Cabecinha boa de menino mudo,
Que não teve nada, que não pediu nada,
Pelo medo de perder tudo.

     Pediu a sua amiga Marly que não contasse nada para ninguém. Que ela esperasse até o natal e ela iria levá-lo a delegacia. Seriam apenas mais três dias. Marly mais nova que ela tinha a cabeça no lugar. Sabia que era errado o que ela queria fazer e seria errado ela esconder também. Mas adorava sua amiga viu em seus olhos pequenos lágrimas que desciam e ela teve pena. Virou cumplice. Será que a Chefe Noêmia iria entender? Ela falava tanto da Lei Escoteira! Agora elas eram duas a cuidar do menino José. Sem perceber Marly começou a amar aquela criança. As noites ela dormia pensando como fazer para as duas ficarem com ela para sempre. Sabia que em sua casa era impossível. Nonô seu irmão mais novo “fuçava” em tudo. Ele logo iria descobrir. Onde então? Não vislumbrou nenhum local para criar a criança. Adotar? Mas elas eram tão novas! Valentine com desesseis e ela com quinze. Contar para o Padre Zózimo? Ele nunca iria entender. Também nenhum Chefe do grupo iria compreender. Constance, Joelma, Mary e Nair da patrulha não poderiam saber. Correriam para contar as suas mães e o segredo iria para o brejo.
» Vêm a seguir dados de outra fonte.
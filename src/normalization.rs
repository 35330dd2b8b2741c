use super::*;

/// Divides every value, the empty coalition included, by the current value of the grand coalition.
///
/// The game is not checked for being normalized already. A second pass divides by
/// `v(N) = 1` and changes nothing, unless the first pass was degenerate (`v(N)` zero or
/// not finite), in which case every value ends up `NaN`.
pub fn standard_normalization(game: &mut Game) {
    let grand = game[game.grand_coalition()];
    for value in game.as_mut_slice() {
        *value /= grand;
    }
}

/// Removes the additive part `Σ_{i ∈ S} v({i})` from every coalition, then applies
/// [`standard_normalization`], so that singletons are worth `0` and the grand coalition `1`.
pub fn zero_one_normalization(game: &mut Game) {
    let singletons = game
        .players()
        .map(|player| game[Coalition::from_id(1 << player)])
        .collect::<Vec<_>>();
    for coalition in game.all_coalitions() {
        let additive: Value = coalition.players().map(|player| singletons[player]).sum();
        game[coalition] -= additive;
    }
    standard_normalization(game);
}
Cabecinha boa de menino santo,
Que do alto se inclina sobre a água do mundo
Para mirar seu desencanto.

          Era o dia de Natal. Dia que elas se comprometeram ser o ultimo a viver com o menino José. Sabiam que no dia seguinte seria um martírio devolvê-lo a delegacia. Valentine sabia que ele seria levado ao Juizado e eles o encaminhariam para uma Vara da Infância e Juventude. Alguém um dia iria adotá-lo. Não poderia ser elas? Mas com esta idade? Sua mãe nunca iria concordar em entrar com um pedido de adoção. Valentine passou a pior véspera do natal de sua vida. Chorou o dia inteiro. Corria a dar tudo para o Bebê José. Teve hora que riu de si mesma pelos cuidados e ria mais ainda quando Marly chegava e queria disputar com ela os cuidados com o menino José. Valentine deixou o menino com Marly e foi comprar leite na padaria. Onde tinha encontrado a cestinha com o bebê ela viu uma mocinha sentada na calçada e chorando. Perguntou por que chorava e ela respondeu – Deixei meu filho recém-nascido aqui. O abandonei em uma hora de desespero. Agora me arrependi. Não sei quem o levou e onde ele foi parar. Valentine pegou sua mão, pare de chorar moça, seu filho está comigo. Venha, vamos a minha casa e você poderá ver que o tratamos como se fosse um filho nosso.

Para ver passar numa onda lenta e fria,
A estrela perdida da felicidade
Que soube que não possuiria.

          Não há mais para contar. Mirtes a mãe de José foi com ela a sua casa e passou um natal com todos eles como nunca passou em sua vida. Era de família rica e sabia que eles não iriam entender a gravidez. Mas ela resolveu enfrentar a tudo e a todos. A mãe de Valentine chegou e a festa foi mais linda ainda. No dia seguinte Mirtes levou José para sempre. Deixou o endereço para um dia se quiserem visitá-lo. Era em uma cidade não muito longe. Insistiu para que elas fossem madrinhas. Valentine e Marly não paravam de chorar. Madrinhas? Seria uma honra! Quando o ônibus partiu Valentine e Marly abraçaram-se chorando. Elas sabiam que foi encontrada a melhor solução. Fizeram questão de contar para todos o que fizeram. Não houve recriminação, mas sua mãe a orientou que não deviam ter feito o que fizeram. Do mundo nada se leva e devemos perceber que os verdadeiros valores da vida devem ser feitos dentro da lei e da ordem. Isto antes que seja tarde demais...


Os versos são de autoria de Cecília Meireles.